■ Directions:
Where the line with "The values of" appears in the records below, start there and transcribe each line exactly through the last.

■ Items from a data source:
--- START ---

//! Immutable state snapshots: the nodes of the reachability graph.

#[cfg(feature = "serde")]
use serde::{Deserialize, Serialize};

use crate::values::ValueId;

/// The values of one quantity inside a [`State`].
///
/// `second` is `None` for quantities that do not model their second
/// derivative, so two states differing only in an unmodelled slot are equal.
#[derive(Debug, Clone, PartialEq, Eq, Hash)]
#[cfg_attr(feature = "serde", derive(Serialize, Deserialize))]
pub struct StateEntry {
    pub name: String,
    pub magnitude: ValueId,
    pub derivative: ValueId,
    pub second: Option<ValueId>,
}

/// A frozen snapshot of every quantity's values at one point in the search.
///
/// Entries are kept in model order, so equality is a plain entry-wise
/// comparison; two snapshots of the same model are equal iff all triples
/// match.
#[derive(Debug, Clone, PartialEq, Eq, Hash)]
#[cfg_attr(feature = "serde", derive(Serialize, Deserialize))]
pub struct State {
    entries: Vec<StateEntry>,
}

impl State {
    pub fn new(entries: Vec<StateEntry>) -> Self {
        State { entries }
    }

    pub fn entries(&self) -> &[StateEntry] {
        &self.entries
    }

    pub fn get(&self, name: &str) -> Option<&StateEntry> {
        self.entries.iter().find(|e| e.name == name)
    }

    pub fn magnitude(&self, name: &str) -> Option<ValueId> {
        self.get(name).map(|e| e.magnitude)
    }

    pub fn derivative(&self, name: &str) -> Option<ValueId> {
        self.get(name).map(|e| e.derivative)
    }

    pub fn second(&self, name: &str) -> Option<ValueId> {
        self.get(name).and_then(|e| e.second)
    }
}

--- END ---

■ Expected answer:
/// The values of one quantity inside a [`State`].
///
/// `second` is `None` for quantities that do not model their second
/// derivative, so two states differing only in an unmodelled slot are equal.
#[derive(Debug, Clone, PartialEq, Eq, Hash)]
#[cfg_attr(feature = "serde", derive(Serialize, Deserialize))]
pub struct StateEntry {
    pub name: String,
    pub magnitude: ValueId,
    pub derivative: ValueId,
    pub second: Option<ValueId>,
}

/// A frozen snapshot of every quantity's values at one point in the search.
///
/// Entries are kept in model order, so equality is a plain entry-wise
/// comparison; two snapshots of the same model are equal iff all triples
/// match.
#[derive(Debug, Clone, PartialEq, Eq, Hash)]
#[cfg_attr(feature = "serde", derive(Serialize, Deserialize))]
pub struct State {
    entries: Vec<StateEntry>,
}

impl State {
    pub fn new(entries: Vec<StateEntry>) -> Self {
        State { entries }
    }

    pub fn entries(&self) -> &[StateEntry] {
        &self.entries
    }

    pub fn get(&self, name: &str) -> Option<&StateEntry> {
        self.entries.iter().find(|e| e.name == name)
    }

    pub fn magnitude(&self, name: &str) -> Option<ValueId> {
        self.get(name).map(|e| e.magnitude)
    }

    pub fn derivative(&self, name: &str) -> Option<ValueId> {
        self.get(name).map(|e| e.derivative)
    }

    pub fn second(&self, name: &str) -> Option<ValueId> {
        self.get(name).and_then(|e| e.second)
    }
}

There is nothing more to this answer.